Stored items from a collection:
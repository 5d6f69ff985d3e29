//! Row-by-row sweep, one instant per batch.

use super::Tiling;
use crate::error::Result;
use crate::layout::{step, Layout};
use crate::stencil::{Side, Stencil};
use crate::window::LayerWindow;

/// The reference traversal: every cell of the next instant in row order.
///
/// Works on rectangular domains and serves as ground truth for the
/// recursive tilings.
#[derive(Debug, Clone, Copy, Default, PartialEq, Eq)]
pub struct RegularTiling;

impl Tiling for RegularTiling {
    const NAME: &'static str = "Regular";

    fn time_depth(&self) -> usize {
        1
    }

    fn check_domain<L: Layout>(&self, _layout: &L) -> Result<()> {
        Ok(())
    }

    fn traverse<S: Stencil, L: Layout>(&self, stencil: &S, window: &mut LayerWindow<S::Cell, L>) {
        let ring = window.ring();
        let frame = ring.frame(window.base(), 0);
        let layout = *frame.layout();
        let (len_x, len_y) = (layout.len_x(), layout.len_y());

        let mut row = 0usize;
        for y in 0..len_y {
            let y_side = Side::of(y, len_y);
            let mut idx = row;
            for x in 0..len_x {
                let value = stencil.apply(idx, &frame, Side::of(x, len_x), y_side);
                // SAFETY: the window is borrowed exclusively and the output
                // layer is never read during this pass.
                unsafe { frame.write(idx, value) };
                idx = step(idx, layout.off_right(idx, 0, 1));
            }
            row = step(row, layout.off_bottom(row, 0, 1));
        }
    }
}

#[cfg(test)]
mod tests {
    use super::*;
    use crate::layout::{LinearLayout, ZOrderLayout};
    use crate::stencil::{WaveCell, WaveStencil};

    fn pulse_step<L: Layout>(layout: L) -> Vec<f64> {
        let centre = (layout.len_x() / 2, layout.len_y() / 2);
        let mut window = LayerWindow::with_initial(layout, 2, 1, |layer| {
            layer.fill_with(|x, y| WaveCell::new(1.0, if (x, y) == centre { 1.0 } else { 0.0 }))
        });
        let stencil = WaveStencil::new(1.0, 0.5);
        RegularTiling.traverse(&stencil, &mut window);
        window.rotate(1);
        window.current().to_row_major().iter().map(|c| c.intensity).collect()
    }

    #[test]
    fn test_single_step_pulse() {
        let out = pulse_step(LinearLayout::square(3).unwrap());
        let at = |x: usize, y: usize| out[y * 8 + x];
        assert_eq!(at(4, 4), 1.0);
        assert_eq!(at(3, 4), 0.25);
        assert_eq!(at(5, 4), 0.25);
        assert_eq!(at(4, 3), 0.25);
        assert_eq!(at(4, 5), 0.25);
        assert_eq!(at(3, 3), 0.0);
    }

    #[test]
    fn test_rectangular_domains_agree_across_layouts() {
        let linear = pulse_step(LinearLayout::new(4, 2).unwrap());
        let zorder = pulse_step(ZOrderLayout::new(4, 2).unwrap());
        assert_eq!(linear, zorder);
        assert_eq!(linear.len(), 64);
    }
}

What the exercise asks — What you return must match the records exactly, line for line.

Exercise output —
repository 5d6f69ff985d3e29
//! Row-by-row sweep, one instant per batch.

use super::Tiling;
use crate::error::Result;
use crate::layout::{step, Layout};
use crate::stencil::{Side, Stencil};
use crate::window::LayerWindow;

/// The reference traversal: every cell of the next instant in row order.
///
/// Works on rectangular domains and serves as ground truth for the
/// recursive tilings.
#[derive(Debug, Clone, Copy, Default, PartialEq, Eq)]
pub struct RegularTiling;

impl Tiling for RegularTiling {
    const NAME: &'static str = "Regular";

    fn time_depth(&self) -> usize {
        1
    }

    fn check_domain<L: Layout>(&self, _layout: &L) -> Result<()> {
        Ok(())
    }

    fn traverse<S: Stencil, L: Layout>(&self, stencil: &S, window: &mut LayerWindow<S::Cell, L>) {
        let ring = window.ring();
        let frame = ring.frame(window.base(), 0);
        let layout = *frame.layout();
        let (len_x, len_y) = (layout.len_x(), layout.len_y());

        let mut row = 0usize;
        for y in 0..len_y {
            let y_side = Side::of(y, len_y);
            let mut idx = row;
            for x in 0..len_x {
                let value = stencil.apply(idx, &frame, Side::of(x, len_x), y_side);
                // SAFETY: the window is borrowed exclusively and the output
                // layer is never read during this pass.
                unsafe { frame.write(idx, value) };
                idx = step(idx, layout.off_right(idx, 0, 1));
            }
            row = step(row, layout.off_bottom(row, 0, 1));
        }
    }
}

#[cfg(test)]
mod tests {
    use super::*;
    use crate::layout::{LinearLayout, ZOrderLayout};
    use crate::stencil::{WaveCell, WaveStencil};

    fn pulse_step<L: Layout>(layout: L) -> Vec<f64> {
        let centre = (layout.len_x() / 2, layout.len_y() / 2);
        let mut window = LayerWindow::with_initial(layout, 2, 1, |layer| {
            layer.fill_with(|x, y| WaveCell::new(1.0, if (x, y) == centre { 1.0 } else { 0.0 }))
        });
        let stencil = WaveStencil::new(1.0, 0.5);
        RegularTiling.traverse(&stencil, &mut window);
        window.rotate(1);
        window.current().to_row_major().iter().map(|c| c.intensity).collect()
    }

    #[test]
    fn test_single_step_pulse() {
        let out = pulse_step(LinearLayout::square(3).unwrap());
        let at = |x: usize, y: usize| out[y * 8 + x];
        assert_eq!(at(4, 4), 1.0);
        assert_eq!(at(3, 4), 0.25);
        assert_eq!(at(5, 4), 0.25);
        assert_eq!(at(4, 3), 0.25);
        assert_eq!(at(4, 5), 0.25);
        assert_eq!(at(3, 3), 0.0);
    }

    #[test]
    fn test_rectangular_domains_agree_across_layouts() {
        let linear = pulse_step(LinearLayout::new(4, 2).unwrap());
        let zorder = pulse_step(ZOrderLayout::new(4, 2).unwrap());
        assert_eq!(linear, zorder);
        assert_eq!(linear.len(), 64);
    }
}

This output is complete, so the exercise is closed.